Fed Cuts Interest Rate, Projects Fewer Cuts Ahead

The Fed cuts rates but signals fewer rate cuts ahead

The final meeting of the Federal Open Market Committee (FOMC) for 2024 delivered an interest rate cut as expected, marking the third cut for this cycle. The target range for the federal funds rate–the rate banks charge each other for overnight loans–was lowered to 4.25% to 4.5%, a drop of 25 basis points or 0.25%. However, the accompanying statement and projections signaled that the pace of easing in monetary policy will likely slow in 2025.

While the rate cut was no surprise, the Fed made several changes to its economic projections that suggest only two interest rate cuts of 25 basis points each in 2025–fewer than had been forecast at the last meeting. Notably, there was one dissent on the committee with Cleveland Federal Reserve Bank President Hammack voting against any rate cut.

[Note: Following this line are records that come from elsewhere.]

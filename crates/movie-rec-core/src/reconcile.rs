use std::collections::HashMap;

use movie_rec_models::{DecoratedMovie, FeedbackKind, FeedbackRecord};

/// Latest feedback kind per movie. The history is sorted descending by
/// timestamp (stable) and the first record seen per movie id wins, so
/// conflicting entries resolve to the most recent one regardless of
/// arrival order.
pub fn build_feedback_map(history: &[FeedbackRecord]) -> HashMap<u64, FeedbackKind> {
    let mut by_recency: Vec<&FeedbackRecord> = history.iter().collect();
    by_recency.sort_by(|a, b| b.timestamp.cmp(&a.timestamp));

    let mut map = HashMap::new();
    for record in by_recency {
        map.entry(record.movie_id).or_insert(record.kind);
    }
    map
}

/// Annotate a result set with the user's latest feedback per movie.
/// Movies without a history entry get `None`. Produces a fresh list;
/// idempotent for identical inputs.
pub fn reconcile(
    movies: Vec<DecoratedMovie>,
    history: &[FeedbackRecord],
) -> Vec<DecoratedMovie> {
    let feedback_map = build_feedback_map(history);
    movies
        .into_iter()
        .map(|mut movie| {
            movie.user_feedback = feedback_map.get(&movie.movie.id).copied();
            movie
        })
        .collect()
}

#[cfg(test)]
mod tests {
    use super::*;
    use chrono::{TimeZone, Utc};
    use movie_rec_models::MovieSummary;

    fn record(movie_id: u64, kind: FeedbackKind, ts: i64) -> FeedbackRecord {
        FeedbackRecord {
            movie_id,
            movie_title: format!("Movie{}", movie_id),
            movie_year: None,
            kind,
            timestamp: Utc.timestamp_opt(ts, 0).unwrap(),
        }
    }

    fn decorated(id: u64) -> DecoratedMovie {
        DecoratedMovie {
            movie: MovieSummary {
                id,
                title: format!("Movie{}", id),
                year: None,
                rating: None,
                description: None,
                genres: None,
                poster_path: None,
            },
            poster_url: "/placeholder-poster.jpg".to_string(),
            fallback_poster_url: "/placeholder-poster.jpg".to_string(),
            has_valid_poster: false,
            user_feedback: None,
        }
    }

    #[test]
    fn test_most_recent_feedback_wins() {
        let history = vec![
            record(5, FeedbackKind::Dislike, 1),
            record(5, FeedbackKind::Like, 2),
        ];
        let movies = reconcile(vec![decorated(5)], &history);
        assert_eq!(movies[0].user_feedback, Some(FeedbackKind::Like));
    }

    #[test]
    fn test_arrival_order_does_not_matter() {
        let history = vec![
            record(5, FeedbackKind::Like, 2),
            record(5, FeedbackKind::Dislike, 1),
        ];
        let movies = reconcile(vec![decorated(5)], &history);
        assert_eq!(movies[0].user_feedback, Some(FeedbackKind::Like));
    }

    #[test]
    fn test_movies_without_history_get_none() {
        let history = vec![record(1, FeedbackKind::Like, 1)];
        let movies = reconcile(vec![decorated(1), decorated(2)], &history);
        assert_eq!(movies[0].user_feedback, Some(FeedbackKind::Like));
        assert_eq!(movies[1].user_feedback, None);
    }

    #[test]
    fn test_empty_history_annotates_all_none() {
        let movies = reconcile(vec![decorated(1), decorated(2)], &[]);
        assert!(movies.iter().all(|m| m.user_feedback.is_none()));
    }

    #[test]
    fn test_reconcile_is_idempotent() {
        let history = vec![
            record(1, FeedbackKind::Click, 3),
            record(2, FeedbackKind::Dislike, 1),
        ];
        let movies = vec![decorated(1), decorated(2), decorated(3)];
        let once = reconcile(movies.clone(), &history);
        let twice = reconcile(once.clone(), &history);
        assert_eq!(once, twice);
    }

    #[test]
    fn test_overwrites_stale_annotation() {
        let mut movie = decorated(9);
        movie.user_feedback = Some(FeedbackKind::Dislike);
        let history = vec![record(9, FeedbackKind::Like, 4)];
        let movies = reconcile(vec![movie], &history);
        assert_eq!(movies[0].user_feedback, Some(FeedbackKind::Like));
    }
}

The Summary of Economic Projections (SEP) revised up its projections for economic growth and inflation in 2025 and 2026. With economic growth rising at a stronger rate than expected for this part of the cycle and inflation holding stubbornly above the 2.0% target, the Fed appears more cautious about the need for rate cuts. The inflation projections were particularly notable. The 2025 expectation for the deflator for overall personal consumption expenditures (PCE) was revised to 2.5% from 2.1%, a significant upward revision to the outlook.

Economic projections of Federal Reserve board members and Federal Reserve bank presidents

Economic projections of Federal Reserve board members and Federal Reserve bank presidents

The projections for the unemployment rate declined modestly for both 2024 and 2025, in line with the updated growth projections. While the unemployment rate has held relatively steady over the last few months, it's still up sharply over the last year, which may explain why the Fed decided to cut rates at this meeting. Maintaining full employment is part of the Fed's dual mandate, so a rising trend could suggest that policy is still tight.